Integrated Training Pathway
Designed to be accessed at any point, offering flexible opportunities at all career stages
The numbers of African researchers successfully securing high quality Fellowships in an internationally competitive field is still concerningly low. Many schemes which have been targeted specifically to address this disparity have recently been withdrawn or scaled back. This exacerbates the workforce crisis at a time when the world needs more resilient and well-resourced health systems. Our training pathway has been designed to nurture a talent pipeline and challenge the ‘pinch points’ for retention.
Scholarships and training opportunities
We aim to support 125 news scholarships over the next five years: 25 prestigious full scholarships recruited via our hubs; and 75 Equity and Merit partial scholarships targeting UK-domiciled Black students, state school students in the North West of England, and additional LMIC candidates (£2.5m).
PhD studentships
25 prestigious 125th Anniversary Studentships aligned to LSTM’s research strengths and co-supervised via our overseas hubs, recruited through an open, competitive process (£2.5m).

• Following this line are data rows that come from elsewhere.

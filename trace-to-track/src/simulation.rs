//! Generates synthetic events with a known beam position.
//!
//! Every channel carries a flat baseline with gaussian noise. The four wire
//! chamber channels carry triangular pulses whose half-depth crossings are
//! offset from the trigger time so that the track reconstruction recovers
//! the drawn beam position; the remaining channels carry pulses of
//! exponentially distributed depth at the trigger time.
use crate::{
    channels::{ChannelAddressMap, ChannelError},
    event::EventRecord,
    parameters::{ReferenceChannels, SimulationParameters, TrackParameters},
    track::TrackPosition,
};
use radical_common::{EventId, Real, Sample};
use rand::{Rng, SeedableRng, rngs::StdRng};
use rand_distr::{Distribution, Exp, ExpError, Normal, NormalError};
use thiserror::Error;
use tracing::debug;

#[derive(Debug, Error)]
pub enum SimulationError {
    #[error("Invalid reference channel: {0}")]
    Channel(#[from] ChannelError),
    #[error("Invalid Normal Distribution: {0}")]
    NormalDistribution(#[from] NormalError),
    #[error("Invalid Exponential Distribution: {0}")]
    ExpDistribution(#[from] ExpError),
    #[error("Parameter {name} must be positive, got {value}")]
    NonPositive { name: &'static str, value: Real },
    #[error("Parameter {name} must not be negative, got {value}")]
    Negative { name: &'static str, value: Real },
}

#[derive(Debug, Clone, PartialEq)]
pub struct SimulatedEvent {
    pub record: EventRecord,
    /// Position the event was generated at, `None` if its wire chamber
    /// pulses were made too small to pass the gate.
    pub beam: Option<TrackPosition>,
}

/// Triangular negative-going pulse, starting at `onset` and back at baseline after `rise + fall`.
#[derive(Debug, Clone, Copy)]
struct Pulse {
    onset: Real,
    rise: Real,
    fall: Real,
    depth: Real,
}

impl Pulse {
    fn value(&self, time: Real) -> Real {
        let elapsed = time - self.onset;
        if elapsed < 0.0 {
            0.0
        } else if elapsed < self.rise {
            -self.depth * elapsed / self.rise
        } else if elapsed < self.rise + self.fall {
            -self.depth * (1.0 - (elapsed - self.rise) / self.fall)
        } else {
            0.0
        }
    }
}

pub struct EventSimulator {
    map: ChannelAddressMap,
    /// Wire chamber index (left, right, up, down) of every channel slot, in
    /// amplitude array order. `None` marks a calorimeter channel.
    roles: Vec<Option<usize>>,
    mm_per_ns: Real,
    parameters: SimulationParameters,
    rng: StdRng,
    noise: Normal<Real>,
    beam_x: Normal<Real>,
    beam_y: Normal<Real>,
    pulse_depth: Exp<Real>,
    next_event: EventId,
}

impl EventSimulator {
    pub fn new(
        map: ChannelAddressMap,
        references: ReferenceChannels,
        track: TrackParameters,
        parameters: SimulationParameters,
    ) -> Result<Self, SimulationError> {
        for (name, value) in [
            ("rise_time", parameters.rise_time),
            ("fall_time", parameters.fall_time),
            ("sample_time", parameters.sample_time),
            ("mm_per_ns", track.mm_per_ns),
        ] {
            if value.is_nan() || value <= 0.0 {
                return Err(SimulationError::NonPositive { name, value });
            }
        }
        // NaN spreads are left to `Normal::new`.
        for (name, value) in [
            ("noise_sd", parameters.noise_sd),
            ("beam_sd", parameters.beam_sd),
        ] {
            if value < 0.0 {
                return Err(SimulationError::Negative { name, value });
            }
        }
        let reference_offsets = [
            map.locate(references.left)?.amplitude,
            map.locate(references.right)?.amplitude,
            map.locate(references.up)?.amplitude,
            map.locate(references.down)?.amplitude,
        ];
        let roles = map
            .all_channels()
            .map(|address| {
                let offset = map.locate(address)?.amplitude;
                Ok(reference_offsets.iter().position(|&r| r == offset))
            })
            .collect::<Result<Vec<_>, ChannelError>>()?;
        let rng = match parameters.seed {
            Some(seed) => StdRng::seed_from_u64(seed),
            None => StdRng::from_os_rng(),
        };
        Ok(Self {
            noise: Normal::new(0.0, parameters.noise_sd)?,
            beam_x: Normal::new(parameters.beam_x_mean, parameters.beam_sd)?,
            beam_y: Normal::new(parameters.beam_y_mean, parameters.beam_sd)?,
            pulse_depth: Exp::new(1.0 / parameters.mean_pulse_amplitude)?,
            map,
            roles,
            mm_per_ns: track.mm_per_ns,
            parameters,
            rng,
            next_event: 0,
        })
    }

    fn pulse(&self, crossing: Real, depth: Real) -> Pulse {
        Pulse {
            onset: crossing - 0.5 * self.parameters.rise_time,
            rise: self.parameters.rise_time,
            fall: self.parameters.fall_time,
            depth,
        }
    }

    pub fn generate(&mut self) -> SimulatedEvent {
        let samples_per_channel = self.map.samples_per_channel();
        let sample_time = self.parameters.sample_time;
        let trigger_time = self.parameters.trigger_time;

        let beam = TrackPosition {
            x: self.beam_x.sample(&mut self.rng),
            y: self.beam_y.sample(&mut self.rng),
        };
        let rejected = self.rng.random::<Real>() < self.parameters.rejected_fraction;
        let reference_depth = if rejected {
            self.parameters.rejected_amplitude
        } else {
            self.parameters.reference_amplitude
        };

        let half_x = beam.x / (2.0 * self.mm_per_ns);
        let half_y = beam.y / (2.0 * self.mm_per_ns);
        let crossings = [
            trigger_time - half_x,
            trigger_time + half_x,
            trigger_time - half_y,
            trigger_time + half_y,
        ];

        let mut amplitude: Vec<Sample> = Vec::with_capacity(self.map.amplitude_len());
        for role in &self.roles {
            let pulse = match role.and_then(|index| crossings.get(index)) {
                Some(&crossing) => self.pulse(crossing, reference_depth),
                None => {
                    let depth = self.pulse_depth.sample(&mut self.rng);
                    self.pulse(trigger_time, depth)
                }
            };
            for i in 0..samples_per_channel {
                let time = i as Real * sample_time;
                let value = self.parameters.baseline
                    + pulse.value(time)
                    + self.noise.sample(&mut self.rng);
                amplitude.push(value as Sample);
            }
        }

        let time = (0..self.map.time_len())
            .map(|i| ((i % samples_per_channel) as Real * sample_time) as Sample)
            .collect();

        let id = self.next_event;
        self.next_event = self.next_event.wrapping_add(1);
        debug!("Simulated event {id} at ({}, {}) mm, rejected: {rejected}", beam.x, beam.y);

        SimulatedEvent {
            record: EventRecord {
                run: 0,
                event0: id,
                event1: id,
                trigger: id,
                amplitude,
                time,
            },
            beam: (!rejected).then_some(beam),
        }
    }
}

impl Iterator for EventSimulator {
    type Item = SimulatedEvent;

    fn next(&mut self) -> Option<Self::Item> {
        Some(self.generate())
    }
}

#[cfg(test)]
mod tests {
    use super::*;
    use crate::{
        channels::ChannelAddress,
        features::PulseFeatureExtractor,
        parameters::{ChannelSelection, DigitiserLayout},
        pipeline::{EventOutcome, EventPipeline},
        statistics::RunStatistics,
        track::{Reference, TrackReconstructor, TrackRejection},
    };
    use assert_approx_eq::assert_approx_eq;

    fn map() -> ChannelAddressMap {
        ChannelAddressMap::new(DigitiserLayout::default()).expect("default layout is valid")
    }

    fn simulator(parameters: SimulationParameters) -> EventSimulator {
        EventSimulator::new(
            map(),
            ReferenceChannels::default(),
            TrackParameters::default(),
            parameters,
        )
        .expect("parameters are valid")
    }

    fn pipeline() -> EventPipeline {
        EventPipeline::new(
            map(),
            PulseFeatureExtractor::default(),
            TrackReconstructor::default(),
            &ReferenceChannels::default(),
            &ChannelSelection::default(),
        )
        .expect("default channels are valid")
    }

    #[test]
    fn pulse_shape() {
        let pulse = Pulse {
            onset: 10.0,
            rise: 2.0,
            fall: 4.0,
            depth: 50.0,
        };
        assert_eq!(pulse.value(9.0), 0.0);
        assert_approx_eq!(pulse.value(11.0), -25.0);
        assert_approx_eq!(pulse.value(12.0), -50.0);
        assert_approx_eq!(pulse.value(14.0), -25.0);
        assert_eq!(pulse.value(16.5), 0.0);
    }

    #[test]
    fn event_shape() {
        let event = simulator(SimulationParameters {
            seed: Some(3),
            ..Default::default()
        })
        .generate();
        assert_eq!(event.record.amplitude.len(), 1024 * 36);
        assert_eq!(event.record.time.len(), 1024 * 4);
        assert_approx_eq!(event.record.time[1024 + 10], 2.0, 1e-5);
    }

    #[test]
    fn every_channel_slot_has_a_role() {
        let simulator = simulator(SimulationParameters::default());
        assert_eq!(simulator.roles.len(), 36);
        let mut references: Vec<_> = simulator.roles.iter().flatten().copied().collect();
        references.sort_unstable();
        assert_eq!(references, [0, 1, 2, 3]);
    }

    #[test]
    fn reference_outside_layout_is_refused() {
        let result = EventSimulator::new(
            map(),
            ReferenceChannels {
                left: ChannelAddress::new(7, 0, 0),
                ..Default::default()
            },
            TrackParameters::default(),
            SimulationParameters::default(),
        );
        assert!(matches!(result, Err(SimulationError::Channel(_))));
    }

    #[test]
    fn seeded_simulation_is_reproducible() {
        let parameters = SimulationParameters {
            seed: Some(11),
            ..Default::default()
        };
        let first: Vec<_> = simulator(parameters.clone()).take(3).collect();
        let second: Vec<_> = simulator(parameters).take(3).collect();
        assert_eq!(first, second);
        assert_eq!(first[2].record.event0, 2);
    }

    #[test]
    fn reconstruction_recovers_beam() {
        let events = simulator(SimulationParameters {
            seed: Some(5),
            beam_sd: 2.0,
            noise_sd: 0.0,
            rejected_fraction: 0.0,
            ..Default::default()
        });
        let pipeline = pipeline();
        let mut statistics = RunStatistics::default();
        for event in events.take(50) {
            let beam = event.beam.expect("no event is meant to be rejected");
            let outcome = pipeline
                .process_event(&event.record, &mut statistics)
                .expect("simulated events are well formed");
            let EventOutcome::Accepted(track) = outcome else {
                panic!("event should be accepted, got {outcome:?}");
            };
            assert_approx_eq!(track.x, beam.x, 0.1);
            assert_approx_eq!(track.y, beam.y, 0.1);
        }
        assert_eq!(statistics.accepted(), 50);
    }

    #[test]
    fn small_reference_pulses_are_rejected() {
        let events = simulator(SimulationParameters {
            seed: Some(9),
            rejected_fraction: 1.0,
            ..Default::default()
        });
        let pipeline = pipeline();
        let mut statistics = RunStatistics::default();
        let summary = pipeline
            .run(events.take(10).map(|event| event.record), &mut statistics)
            .expect("simulated events are well formed");
        assert_eq!(summary.rejected, 10);
        assert_eq!(
            statistics
                .rejections
                .get(&TrackRejection::LowAmplitude(Reference::Left)),
            Some(&10)
        );
    }

    fn with_parameters(parameters: SimulationParameters) -> Result<EventSimulator, SimulationError> {
        EventSimulator::new(
            map(),
            ReferenceChannels::default(),
            TrackParameters::default(),
            parameters,
        )
    }

    #[test]
    fn invalid_parameters() {
        let result = with_parameters(SimulationParameters {
            noise_sd: -1.0,
            ..Default::default()
        });
        assert!(matches!(
            result,
            Err(SimulationError::Negative {
                name: "noise_sd",
                ..
            })
        ));

        let result = with_parameters(SimulationParameters {
            beam_sd: -2.0,
            ..Default::default()
        });
        assert!(matches!(
            result,
            Err(SimulationError::Negative {
                name: "beam_sd",
                ..
            })
        ));

        let result = with_parameters(SimulationParameters {
            noise_sd: Real::INFINITY,
            ..Default::default()
        });
        assert!(matches!(
            result,
            Err(SimulationError::NormalDistribution(_))
        ));

        let result = EventSimulator::new(
            map(),
            ReferenceChannels::default(),
            TrackParameters::default(),
            SimulationParameters {
                rise_time: 0.0,
                ..Default::default()
            },
        );
        assert!(matches!(
            result,
            Err(SimulationError::NonPositive {
                name: "rise_time",
                ..
            })
        ));
    }
}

Training Opportunities Fund
Devolved to overseas hubs, supporting pre-Masters, post-Masters and post-PhD training to overcome barriers to access and progression (£1m).
Future Leaders Fellowships
25 prestigious early-career research Fellowships open to all LMIC applicants but hosted at our global hubs (£8.25m). Some of these will be affiliated to our research on Resilient Health Systems.
Senior Research Leaders
Up to five established, senior African Professors or research leaders who will drive new research opportunities, collaborations and capacity strengthening, including one Director of our new Institute for Resilient Health Systems (£10m).
Why your support is important
Support from donors enables us to push the boundaries of traditional research and statutory funding. They allow the freedom to develop solutions which will catalyse new knowledge and research funding, ultimately decreasing reliance on aid.
Donations enable us to invest in new, untested, and perhaps unconventional ideas and the most promising students and scientists. These are the people who will lead the world in finding solutions to humanity’s biggest health challenges.
We are proactively working to lever international donor funding with African philanthropy, supporting the creation of a more sustainable and independent science and funding ecosystem responsive to regional challenges, but with the potential to benefit human health worldwide.